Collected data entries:
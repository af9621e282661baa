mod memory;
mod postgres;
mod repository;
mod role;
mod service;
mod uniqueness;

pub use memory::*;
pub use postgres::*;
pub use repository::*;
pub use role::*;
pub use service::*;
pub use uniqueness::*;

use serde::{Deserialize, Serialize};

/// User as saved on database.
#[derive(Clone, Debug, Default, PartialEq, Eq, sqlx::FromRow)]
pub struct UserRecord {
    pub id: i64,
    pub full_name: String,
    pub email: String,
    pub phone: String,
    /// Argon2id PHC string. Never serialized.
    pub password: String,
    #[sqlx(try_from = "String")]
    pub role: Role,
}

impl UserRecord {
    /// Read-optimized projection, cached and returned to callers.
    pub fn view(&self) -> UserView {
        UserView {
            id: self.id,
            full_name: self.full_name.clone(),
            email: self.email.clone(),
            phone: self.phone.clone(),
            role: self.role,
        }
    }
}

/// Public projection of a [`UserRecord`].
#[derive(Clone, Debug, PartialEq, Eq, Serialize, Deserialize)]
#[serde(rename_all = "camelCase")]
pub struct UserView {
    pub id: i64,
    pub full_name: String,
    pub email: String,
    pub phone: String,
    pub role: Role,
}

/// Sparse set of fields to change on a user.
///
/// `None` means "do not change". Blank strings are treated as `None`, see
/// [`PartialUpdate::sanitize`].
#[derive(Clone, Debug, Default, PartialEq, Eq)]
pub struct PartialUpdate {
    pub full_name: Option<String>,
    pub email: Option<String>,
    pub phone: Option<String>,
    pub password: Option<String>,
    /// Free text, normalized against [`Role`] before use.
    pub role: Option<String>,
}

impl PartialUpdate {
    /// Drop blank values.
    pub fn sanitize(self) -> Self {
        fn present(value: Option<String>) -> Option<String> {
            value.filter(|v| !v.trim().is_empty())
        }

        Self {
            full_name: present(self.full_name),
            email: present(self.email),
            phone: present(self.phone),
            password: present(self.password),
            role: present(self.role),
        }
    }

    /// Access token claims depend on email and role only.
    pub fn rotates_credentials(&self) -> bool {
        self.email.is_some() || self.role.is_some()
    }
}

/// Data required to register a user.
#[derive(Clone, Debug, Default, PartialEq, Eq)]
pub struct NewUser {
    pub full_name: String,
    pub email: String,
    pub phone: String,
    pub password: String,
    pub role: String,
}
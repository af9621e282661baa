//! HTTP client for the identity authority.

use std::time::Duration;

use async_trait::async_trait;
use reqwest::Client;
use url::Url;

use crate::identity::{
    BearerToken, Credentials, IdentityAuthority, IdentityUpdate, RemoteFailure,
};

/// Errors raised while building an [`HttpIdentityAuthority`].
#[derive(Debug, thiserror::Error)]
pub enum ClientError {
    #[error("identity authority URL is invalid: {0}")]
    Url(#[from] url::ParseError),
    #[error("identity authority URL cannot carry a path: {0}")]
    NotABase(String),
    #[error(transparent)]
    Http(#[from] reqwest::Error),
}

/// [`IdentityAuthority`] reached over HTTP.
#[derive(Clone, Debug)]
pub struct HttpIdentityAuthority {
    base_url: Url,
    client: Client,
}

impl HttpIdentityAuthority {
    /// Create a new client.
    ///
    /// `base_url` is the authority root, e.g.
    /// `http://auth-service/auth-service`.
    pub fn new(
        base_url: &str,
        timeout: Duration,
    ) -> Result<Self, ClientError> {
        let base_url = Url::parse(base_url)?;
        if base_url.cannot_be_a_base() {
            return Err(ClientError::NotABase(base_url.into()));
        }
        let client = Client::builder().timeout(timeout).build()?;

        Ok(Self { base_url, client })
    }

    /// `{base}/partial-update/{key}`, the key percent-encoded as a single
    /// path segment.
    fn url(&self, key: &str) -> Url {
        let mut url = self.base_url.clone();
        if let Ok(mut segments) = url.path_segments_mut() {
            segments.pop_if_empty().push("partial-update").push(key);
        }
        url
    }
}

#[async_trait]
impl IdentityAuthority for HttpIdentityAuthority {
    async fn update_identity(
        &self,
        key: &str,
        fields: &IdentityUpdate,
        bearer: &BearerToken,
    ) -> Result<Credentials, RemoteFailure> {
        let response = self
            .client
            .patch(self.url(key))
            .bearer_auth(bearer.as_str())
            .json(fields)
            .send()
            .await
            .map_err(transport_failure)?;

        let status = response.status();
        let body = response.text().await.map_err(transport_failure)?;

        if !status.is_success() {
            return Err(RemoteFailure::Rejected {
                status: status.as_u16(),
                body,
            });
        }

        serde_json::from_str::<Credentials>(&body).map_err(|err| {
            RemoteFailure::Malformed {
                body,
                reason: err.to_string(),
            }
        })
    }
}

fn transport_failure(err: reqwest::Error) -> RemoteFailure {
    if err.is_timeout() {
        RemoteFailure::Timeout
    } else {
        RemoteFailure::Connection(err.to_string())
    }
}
...
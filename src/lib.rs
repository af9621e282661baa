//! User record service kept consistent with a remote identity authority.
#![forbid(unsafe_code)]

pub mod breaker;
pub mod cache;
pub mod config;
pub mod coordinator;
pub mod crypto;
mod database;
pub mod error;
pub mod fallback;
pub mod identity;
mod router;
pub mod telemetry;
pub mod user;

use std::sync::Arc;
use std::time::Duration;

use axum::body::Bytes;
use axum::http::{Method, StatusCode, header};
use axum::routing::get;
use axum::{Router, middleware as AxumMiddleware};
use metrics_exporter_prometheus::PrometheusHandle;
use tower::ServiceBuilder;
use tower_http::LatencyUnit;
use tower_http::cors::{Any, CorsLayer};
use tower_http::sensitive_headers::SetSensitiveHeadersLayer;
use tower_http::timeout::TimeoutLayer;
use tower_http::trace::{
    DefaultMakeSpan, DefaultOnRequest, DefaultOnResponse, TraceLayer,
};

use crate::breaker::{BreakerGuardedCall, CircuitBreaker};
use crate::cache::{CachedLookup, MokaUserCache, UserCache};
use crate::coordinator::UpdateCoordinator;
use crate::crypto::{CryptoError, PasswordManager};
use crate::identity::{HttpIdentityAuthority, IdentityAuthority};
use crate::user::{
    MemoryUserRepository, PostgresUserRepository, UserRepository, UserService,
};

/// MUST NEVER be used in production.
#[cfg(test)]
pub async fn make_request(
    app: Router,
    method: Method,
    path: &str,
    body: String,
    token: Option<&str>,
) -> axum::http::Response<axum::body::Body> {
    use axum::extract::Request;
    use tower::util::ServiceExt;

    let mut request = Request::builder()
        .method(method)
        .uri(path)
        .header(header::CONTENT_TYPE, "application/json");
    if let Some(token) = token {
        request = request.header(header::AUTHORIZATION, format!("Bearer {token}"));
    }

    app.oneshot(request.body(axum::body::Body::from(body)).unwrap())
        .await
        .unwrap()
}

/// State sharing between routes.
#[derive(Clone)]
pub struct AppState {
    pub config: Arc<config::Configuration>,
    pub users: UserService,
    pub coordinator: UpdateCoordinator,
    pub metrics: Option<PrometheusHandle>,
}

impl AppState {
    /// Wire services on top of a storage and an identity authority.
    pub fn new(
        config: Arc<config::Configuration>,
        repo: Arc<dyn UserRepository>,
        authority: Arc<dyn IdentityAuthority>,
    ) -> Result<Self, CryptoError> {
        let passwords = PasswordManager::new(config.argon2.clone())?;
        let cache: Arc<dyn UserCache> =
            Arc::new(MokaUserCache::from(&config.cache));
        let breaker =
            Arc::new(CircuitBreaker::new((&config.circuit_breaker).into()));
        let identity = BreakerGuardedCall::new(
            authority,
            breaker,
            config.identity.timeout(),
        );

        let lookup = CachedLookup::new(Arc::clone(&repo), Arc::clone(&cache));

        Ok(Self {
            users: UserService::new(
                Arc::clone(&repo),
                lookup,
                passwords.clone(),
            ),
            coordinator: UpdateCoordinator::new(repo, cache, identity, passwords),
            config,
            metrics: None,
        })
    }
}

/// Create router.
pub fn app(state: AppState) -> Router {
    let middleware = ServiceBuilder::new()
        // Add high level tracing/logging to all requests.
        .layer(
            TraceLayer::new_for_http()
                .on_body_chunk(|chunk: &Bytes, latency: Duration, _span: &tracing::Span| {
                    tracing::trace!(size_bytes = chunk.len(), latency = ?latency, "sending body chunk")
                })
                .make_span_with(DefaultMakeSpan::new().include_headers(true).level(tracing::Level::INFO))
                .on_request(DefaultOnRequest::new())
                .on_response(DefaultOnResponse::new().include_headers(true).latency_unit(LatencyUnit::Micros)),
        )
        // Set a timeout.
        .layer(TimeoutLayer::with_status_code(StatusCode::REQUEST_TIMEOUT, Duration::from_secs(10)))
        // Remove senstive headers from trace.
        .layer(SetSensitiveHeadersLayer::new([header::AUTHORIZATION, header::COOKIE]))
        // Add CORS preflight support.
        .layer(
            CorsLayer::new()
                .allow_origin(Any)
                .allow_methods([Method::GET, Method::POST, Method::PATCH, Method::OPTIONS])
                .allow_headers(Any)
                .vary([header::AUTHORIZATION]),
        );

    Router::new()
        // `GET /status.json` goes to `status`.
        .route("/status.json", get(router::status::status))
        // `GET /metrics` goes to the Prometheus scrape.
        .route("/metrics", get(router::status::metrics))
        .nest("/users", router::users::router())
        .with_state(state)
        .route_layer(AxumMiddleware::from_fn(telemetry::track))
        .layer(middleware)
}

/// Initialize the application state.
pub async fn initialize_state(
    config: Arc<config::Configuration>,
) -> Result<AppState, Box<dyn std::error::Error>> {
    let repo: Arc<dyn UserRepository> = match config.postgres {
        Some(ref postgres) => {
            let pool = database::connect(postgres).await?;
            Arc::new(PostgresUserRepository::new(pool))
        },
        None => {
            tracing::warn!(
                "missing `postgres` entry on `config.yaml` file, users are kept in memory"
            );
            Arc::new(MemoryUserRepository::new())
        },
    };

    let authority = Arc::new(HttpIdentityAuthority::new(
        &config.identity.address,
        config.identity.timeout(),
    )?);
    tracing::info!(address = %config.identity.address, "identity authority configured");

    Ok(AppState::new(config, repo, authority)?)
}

EXERCISE:
Retype only this portion of the data above: the line containing "return Err(ClientError::NotABase(base_url.into()));", the line containing "as a single", and all lines between them, exactly.

RESULT OF THE EXERCISE:
            return Err(ClientError::NotABase(base_url.into()));
        }
        let client = Client::builder().timeout(timeout).build()?;

        Ok(Self { base_url, client })
    }

    /// `{base}/partial-update/{key}`, the key percent-encoded as a single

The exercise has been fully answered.